# ASSIGNMENT
Copy each line below holding "sizes".

# SUPPLIED DATA
━━━━━━━━
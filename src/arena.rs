//! Chunked slab allocator with generational handles.

use std::mem;
use std::ops::{Index, IndexMut};
use std::vec::Vec;

/// A handle to an object stored in an `Arena<T>`.
///
/// Handles carry the generation of the block they were issued for. Once the object is freed, the
/// block's generation moves on and the old handle no longer resolves, even if the block has since
/// been reused.
#[derive(Clone, Copy, Debug, Eq, Hash, PartialEq)]
pub struct Handle {
    chunk_index: usize,
    block_index: usize,
    generation: u32,
}

#[derive(Clone, Copy, Debug, Eq, PartialEq)]
struct Slot {
    chunk_index: usize,
    block_index: usize,
}

enum Block<T> {
    Occupied { value: T, generation: u32 },
    Vacant { next: Option<Slot>, generation: u32 },
}

/// An allocator for a single type of object, backed by a list of fixed-size chunks.
///
/// Freed blocks are threaded onto a free list and reused by later allocations. A chunk is never
/// reallocated once created, so growing the arena does not move existing objects. Every object
/// is dropped when the arena is dropped.
///
/// # Examples
///
/// ```
/// use usurping_treap::arena::Arena;
///
/// let mut arena = Arena::new(1024);
///
/// let x = arena.allocate(1);
/// assert_eq!(arena[x], 1);
///
/// arena[x] += 1;
/// assert_eq!(arena.free(&x), 2);
/// assert_eq!(arena.get(&x), None);
/// ```
pub struct Arena<T> {
    head: Option<Slot>,
    chunks: Vec<Vec<Block<T>>>,
    chunk_size: usize,
    len: usize,
    capacity: usize,
}

impl<T> Arena<T> {
    /// Constructs a new, empty `Arena<T>` holding at most `chunk_size` objects per chunk.
    ///
    /// # Panics
    ///
    /// Panics if `chunk_size` is zero.
    pub fn new(chunk_size: usize) -> Self {
        assert!(chunk_size > 0, "Error: chunk size must be positive.");
        Arena {
            head: None,
            chunks: Vec::new(),
            chunk_size,
            len: 0,
            capacity: 0,
        }
    }

    fn block(&self, handle: &Handle) -> Option<&Block<T>> {
        self.chunks
            .get(handle.chunk_index)
            .and_then(|chunk| chunk.get(handle.block_index))
    }

    /// Stores `value` in the arena and returns a handle to it.
    pub fn allocate(&mut self, value: T) -> Handle {
        if self.len == self.capacity {
            self.chunks.push(Vec::with_capacity(self.chunk_size));
            self.capacity += self.chunk_size;
        }
        self.len += 1;

        match self.head.take() {
            None => {
                let chunk_index = self.chunks.len() - 1;
                let chunk = &mut self.chunks[chunk_index];
                chunk.push(Block::Occupied {
                    value,
                    generation: 0,
                });
                Handle {
                    chunk_index,
                    block_index: chunk.len() - 1,
                    generation: 0,
                }
            },
            Some(slot) => {
                let block = &mut self.chunks[slot.chunk_index][slot.block_index];
                let (next, generation) = match *block {
                    Block::Vacant { next, generation } => (next, generation),
                    Block::Occupied { .. } => panic!("Expected a vacant block on the free list."),
                };
                *block = Block::Occupied { value, generation };
                self.head = next;
                Handle {
                    chunk_index: slot.chunk_index,
                    block_index: slot.block_index,
                    generation,
                }
            },
        }
    }

    /// Removes the object named by `handle` from the arena and returns it.
    ///
    /// # Panics
    ///
    /// Panics if `handle` does not name a live object.
    pub fn free(&mut self, handle: &Handle) -> T {
        if !self.contains(handle) {
            panic!("Error: attempting to free an invalid or vacant block.");
        }
        let next = self.head.take();
        let block = &mut self.chunks[handle.chunk_index][handle.block_index];
        let old_block = mem::replace(
            block,
            Block::Vacant {
                next,
                generation: handle.generation.wrapping_add(1),
            },
        );
        self.len -= 1;
        self.head = Some(Slot {
            chunk_index: handle.chunk_index,
            block_index: handle.block_index,
        });
        match old_block {
            Block::Occupied { value, .. } => value,
            Block::Vacant { .. } => unreachable!(),
        }
    }

    /// Returns `true` if `handle` names a live object in this arena.
    pub fn contains(&self, handle: &Handle) -> bool {
        match self.block(handle) {
            Some(Block::Occupied { generation, .. }) => *generation == handle.generation,
            _ => false,
        }
    }

    /// Returns an immutable reference to the object named by `handle`, or `None` if the handle is
    /// invalid or stale.
    pub fn get(&self, handle: &Handle) -> Option<&T> {
        match self.block(handle) {
            Some(Block::Occupied { value, generation }) if *generation == handle.generation => {
                Some(value)
            },
            _ => None,
        }
    }

    /// Returns a mutable reference to the object named by `handle`, or `None` if the handle is
    /// invalid or stale.
    pub fn get_mut(&mut self, handle: &Handle) -> Option<&mut T> {
        let block = self
            .chunks
            .get_mut(handle.chunk_index)
            .and_then(|chunk| chunk.get_mut(handle.block_index));
        match block {
            Some(Block::Occupied { value, generation }) if *generation == handle.generation => {
                Some(value)
            },
            _ => None,
        }
    }

    /// Frees every object in the arena. Chunks are kept and all outstanding handles become stale.
    pub fn clear(&mut self) {
        let mut head = None;
        for (chunk_index, chunk) in self.chunks.iter_mut().enumerate() {
            for (block_index, block) in chunk.iter_mut().enumerate() {
                let generation = match *block {
                    Block::Occupied { generation, .. } => generation.wrapping_add(1),
                    Block::Vacant { generation, .. } => generation,
                };
                *block = Block::Vacant {
                    next: head,
                    generation,
                };
                head = Some(Slot {
                    chunk_index,
                    block_index,
                });
            }
        }
        self.head = head;
        self.len = 0;
    }

    /// Returns the number of live objects in the arena.
    pub fn len(&self) -> usize {
        self.len
    }

    /// Returns `true` if the arena holds no live objects.
    pub fn is_empty(&self) -> bool {
        self.len == 0
    }
}

impl<T> Index<Handle> for Arena<T> {
    type Output = T;

    fn index(&self, handle: Handle) -> &Self::Output {
        self.get(&handle).expect("Error: stale or out of bounds handle.")
    }
}

impl<T> IndexMut<Handle> for Arena<T> {
    fn index_mut(&mut self, handle: Handle) -> &mut Self::Output {
        self.get_mut(&handle).expect("Error: stale or out of bounds handle.")
    }
}
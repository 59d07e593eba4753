//! A randomized treap over `u32` keys.
//!
//! `Treap` keeps search order on keys and max-heap order on random priorities, giving an expected
//! depth of `O(log N)` without any rebalancing pass. Nodes carry parent links and are addressed by
//! stable `NodeRef` handles, so a node found once can later be decoupled directly. The `trials`
//! module measures depth statistics over many randomly built treaps.

pub mod arena;
mod error;
pub mod treap;
pub mod trials;

pub use crate::error::{Error, Result};
pub use crate::treap::{DetachedNode, NodeRef, Treap};
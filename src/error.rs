use crate::treap::NodeRef;

#[derive(thiserror::Error, Debug, PartialEq)]
pub enum Error {
    #[error("node handle {0:?} does not name a live node")]
    StaleHandle(NodeRef),

    #[error("key {0} not found")]
    KeyNotFound(u32),

    #[error("invariant violated at key {key}: {reason}")]
    InvariantViolated { key: u32, reason: &'static str },
}

pub type Result<T> = std::result::Result<T, Error>;
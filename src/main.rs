use clap::{value_parser, Arg, ArgAction, ArgMatches, Command};
use rand::{SeedableRng, XorShiftRng};
use std::error::Error;
use std::process;
use usurping_treap::trials::{self, TrialConfig};

const LOCALITY_SIZE: u32 = 10;
const LOCALITY_HOT_KEYS: [u32; 2] = [1, 8];
const LOCALITY_ROUNDS: usize = 20;

fn make_options_parser() -> Command {
    Command::new("treap-trials")
        .version(env!("CARGO_PKG_VERSION"))
        .about("Builds treaps from ascending keys and compares their depth with log2(N)")
        .arg(
            Arg::new("repetitions")
                .short('r')
                .long("repetitions")
                .value_name("COUNT")
                .help("Number of passes over all trial sizes [default: 20]")
                .value_parser(value_parser!(usize)),
        )
        .arg(
            Arg::new("max-size")
                .short('n')
                .long("max-size")
                .value_name("SIZE")
                .help("Exclusive bound on trial sizes, which double from 2 [default: 2000000]")
                .value_parser(value_parser!(u32)),
        )
        .arg(
            Arg::new("seed")
                .short('s')
                .long("seed")
                .value_name("SEED")
                .help("Seed for priorities; drawn from the OS when absent")
                .value_parser(value_parser!(u32)),
        )
        .arg(
            Arg::new("json")
                .long("json")
                .help("Print results as JSON")
                .action(ArgAction::SetTrue),
        )
        .arg(
            Arg::new("locality")
                .long("locality")
                .help("Run the hot-key promotion trial instead of the depth trials")
                .action(ArgAction::SetTrue),
        )
}

fn make_rng(seed: Option<u32>) -> XorShiftRng {
    match seed {
        Some(seed) => SeedableRng::from_seed([seed, 0x9e37_79b9, 0x243f_6a88, 0xb7e1_5162]),
        None => rand::weak_rng(),
    }
}

fn run_locality(rng: XorShiftRng, json: bool) -> Result<(), Box<dyn Error>> {
    let report = trials::locality_trial(LOCALITY_SIZE, &LOCALITY_HOT_KEYS, LOCALITY_ROUNDS, rng)?;
    if json {
        println!("{}", serde_json::to_string_pretty(&report)?);
        return Ok(());
    }
    println!("{}", report.before);
    println!("{}", report.after);
    for (key, (before, after)) in report
        .hot_keys
        .iter()
        .zip(report.depths_before.iter().zip(&report.depths_after))
    {
        println!("Key {}: depth {} -> {}", key, before, after);
    }
    Ok(())
}

fn run_depth(config: &TrialConfig, mut rng: XorShiftRng, json: bool) -> Result<(), Box<dyn Error>> {
    let summary = trials::run_depth_trials(config, &mut rng)?;
    if json {
        println!("{}", serde_json::to_string_pretty(&summary)?);
        return Ok(());
    }
    for report in &summary.reports {
        println!("\nRunning {} times!", report.size);
        println!("In-order?: {}", report.valid_after_insert);
        println!("Max Depth: {}", report.max_depth_after_insert);
        println!("Log Factor: {:.6}", report.log_factor);
        println!("Post-deletions: In order? {}", report.valid_after_removal);
        println!("Max Depth: {}", report.max_depth_after_removal);
    }
    println!("\n\nAverage LogTime Factor: {:.6}", summary.average_log_factor);
    Ok(())
}

fn run(matches: &ArgMatches) -> Result<(), Box<dyn Error>> {
    let rng = make_rng(matches.get_one::<u32>("seed").copied());
    let json = matches.get_flag("json");
    if matches.get_flag("locality") {
        return run_locality(rng, json);
    }

    let defaults = TrialConfig::default();
    let config = TrialConfig {
        repetitions: matches
            .get_one::<usize>("repetitions")
            .copied()
            .unwrap_or(defaults.repetitions),
        max_size: matches
            .get_one::<u32>("max-size")
            .copied()
            .unwrap_or(defaults.max_size),
    };
    run_depth(&config, rng, json)
}

fn main() {
    env_logger::init();
    let matches = make_options_parser().get_matches();
    if let Err(err) = run(&matches) {
        eprintln!("error: {}", err);
        process::exit(1);
    }
}
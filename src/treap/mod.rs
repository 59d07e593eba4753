//! Probabilistic binary search tree where each node also maintains the heap invariant, with parent
//! links for handle-based removal and locality-promoting lookups.

mod node;
mod tree;

pub use self::node::{DetachedNode, NodeRef};
pub use self::tree::{Iter, Treap};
━━━━━━━━
# REPLY TO THE TASK
                .help("Number of passes over all trial sizes [default: 20]")
                .help("Exclusive bound on trial sizes, which double from 2 [default: 2000000]")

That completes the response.